Re: HTTE: 20th Anniversary

Posted: 2011-08-30 04:05am
by Darth Fanboy
Kingmaker wrote: Corellia, being such a prominent system, is unlikely to generate problems that require Jedi attention. They're not going to have civil wars or be invaded, and their own security forces will be adequate to handle crime and terrorism.
Not that I like it, but there were actually a number of Corellian Jedi who tended to stay in the Corellian systems. This is all from the wonderful mind of Michael Stackpole and his background for the Horn/Halcyon line of Jedi.

http://starwars.wikia.com/wiki/Corellian_Jedi

Re: HTTE: 20th Anniversary

Posted: 2011-08-30 05:17pm
by Crown
I am completely perplexed on how Zahn was supposed to know what the fuck Lucas was going to do with the prequels, 5 years before Lucas sat down to write them no less?!

From various interviews at the time and after Zahn made it pretty clear they were given some background/source books/etc and they were allowed to play free in them (although he got a 'hells no' on the clone Obi-Wan idea), and he freely accepts that since it was Lucas' sandbox, Lucas could choose to reverse his car over Zahn's sand castle anytime he wants.

And I don't really want to start this debate, but fuck it; Zahn's imaging of the Clone Wars makes a shit load more sense than what Lucas served up, but hey.
Havok wrote:That doesn't make it any fucking better. That just now assumes that military leaders = their art collection... what? :lol: Or that they understand the art they have beyond "Oh it is pretty." or "I hate this, but it was my mom's so..." or, and y'know, this never happens, they don't view the art the same way someone else does. :lol:

You can't defend it. It is garbage to make Zahn Thrawn seem super awesome.
If he made Thrawn fucking omnipresent and omnipotent then yeah sure, however it failed on numerous situations;
  • The whole Noghri betrayal.
  • An entire species he had to wipe out because their art gained him no insight.
The fact people bang the drum so loudly on an 'ability' that the main character freely admits isn't foolproof nor his only means to victory, and directly led to that said character fucking dieing as some sort of negative in the context of wankary is just mind boggling.

Re: HTTE: 20th Anniversary

Posted: 2011-08-30 07:23pm
by Darth Fanboy
While I think Thrawn was wanked a bit I also think it was necessary.

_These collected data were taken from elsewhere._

// Author: kelexine (https://github.com/kelexine)
// export/json.rs — JSON and JSONL export logic

use std::fs::File;
use std::io::{BufWriter, Write};
use std::path::Path;

use anyhow::{Context, Result};

use crate::models::BatchReport;

/// The full batch report, pretty-printed.
pub fn export_json(report: &BatchReport, path: &Path) -> Result<()> {
    let f = File::create(path).with_context(|| format!("Cannot create {}", path.display()))?;
    let mut writer = BufWriter::new(f);
    serde_json::to_writer_pretty(&mut writer, report)
        .with_context(|| "Failed to serialize JSON")?;
    writer.flush()?;

    eprintln!("[SUCCESS] Exported JSON → {}", path.display());
    Ok(())
}

/// One per-file outcome per line, failures included.
pub fn export_jsonl(report: &BatchReport, path: &Path) -> Result<()> {
    let f = File::create(path).with_context(|| format!("Cannot create {}", path.display()))?;
    let mut writer = BufWriter::new(f);

    for outcome in report.outcomes() {
        let line = serde_json::to_string(outcome)
            .with_context(|| "Failed to serialize JSONL record")?;
        writeln!(writer, "{}", line)?;
    }
    writer.flush()?;

    eprintln!("[SUCCESS] Exported JSONL → {}", path.display());
    Ok(())
}
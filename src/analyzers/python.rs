// Author: kelexine (https://github.com/kelexine)
// analyzers/python.rs — Python metrics, def detection and indentation bodies

use super::{Analyzer, SourceLines};
use crate::complexity::complexity_of;
use crate::language::Language;
use crate::lexer::{blocks::indent_width, locate_python_body};
use crate::models::{FunctionInfo, Metrics};
use once_cell::sync::Lazy;
use regex::Regex;

static RE_PY_DEF: Lazy<Regex> = Lazy::new(|| {
    Regex::new(r"^\s*(?:async\s+)?def\s+(?P<name>[A-Za-z_]\w*)\s*[\[(]").unwrap()
});

static RE_PY_CLASS: Lazy<Regex> = Lazy::new(|| Regex::new(r"^\s*class\s+\w+").unwrap());

pub struct PythonAnalyzer;

impl Analyzer for PythonAnalyzer {
    fn language(&self) -> Language {
        Language::Python
    }

    fn analyze(&self, content: &str) -> (Metrics, Vec<FunctionInfo>) {
        let source = SourceLines::new(content, Language::Python);
        let mut functions = Vec::new();
        let mut classes = 0;

        for (i, line) in source.clean.iter().enumerate() {
            if RE_PY_CLASS.is_match(line) {
                classes += 1;
            }

            let Some(cap) = RE_PY_DEF.captures(line) else {
                continue;
            };
            let name = cap.name("name").map_or("?", |n| n.as_str()).to_string();
            let indent = indent_width(source.raw[i]);
            let end = locate_python_body(&source.raw, i, indent);
            let body = &source.raw[i..=end];

            functions.push(FunctionInfo {
                name,
                lines: end - i + 1,
                start_line: i + 1,
                complexity: complexity_of(body, Language::Python),
            });
        }

        let metrics = source.metrics(functions.len(), classes);
        (metrics, functions)
    }
}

With the Emperor and Vader gone along with both death Stars and the Empire in serious decline Zahn had to do it to give the new Republic a credible threat. It wasn't as if he magically gleaned a battle plan from art either, he still had to use considerable talents to do that after he made his psychological analysis.

Re: HTTE: 20th Anniversary

Posted: 2011-09-01 04:08am
by Lonestar
Crown wrote:From various interviews at the time and after Zahn made it pretty clear they were given some background/source books/etc and they were allowed to play free in them (although he got a 'hells no' on the clone Obi-Wan idea), and he freely accepts that since it was Lucas' sandbox, Lucas could choose to reverse his car over Zahn's sand castle anytime he wants.
Ha, I saw Zahn use that exact phrase at the SD COMICCON.

Re: HTTE: 20th Anniversary

Posted: 2011-09-01 12:38pm
by JME2
I listened to the audiobook excerpt and I really wish Random House would stop using Marc Thompson to narrate the Star Wars books. It makes me miss Jonathan Davis even more.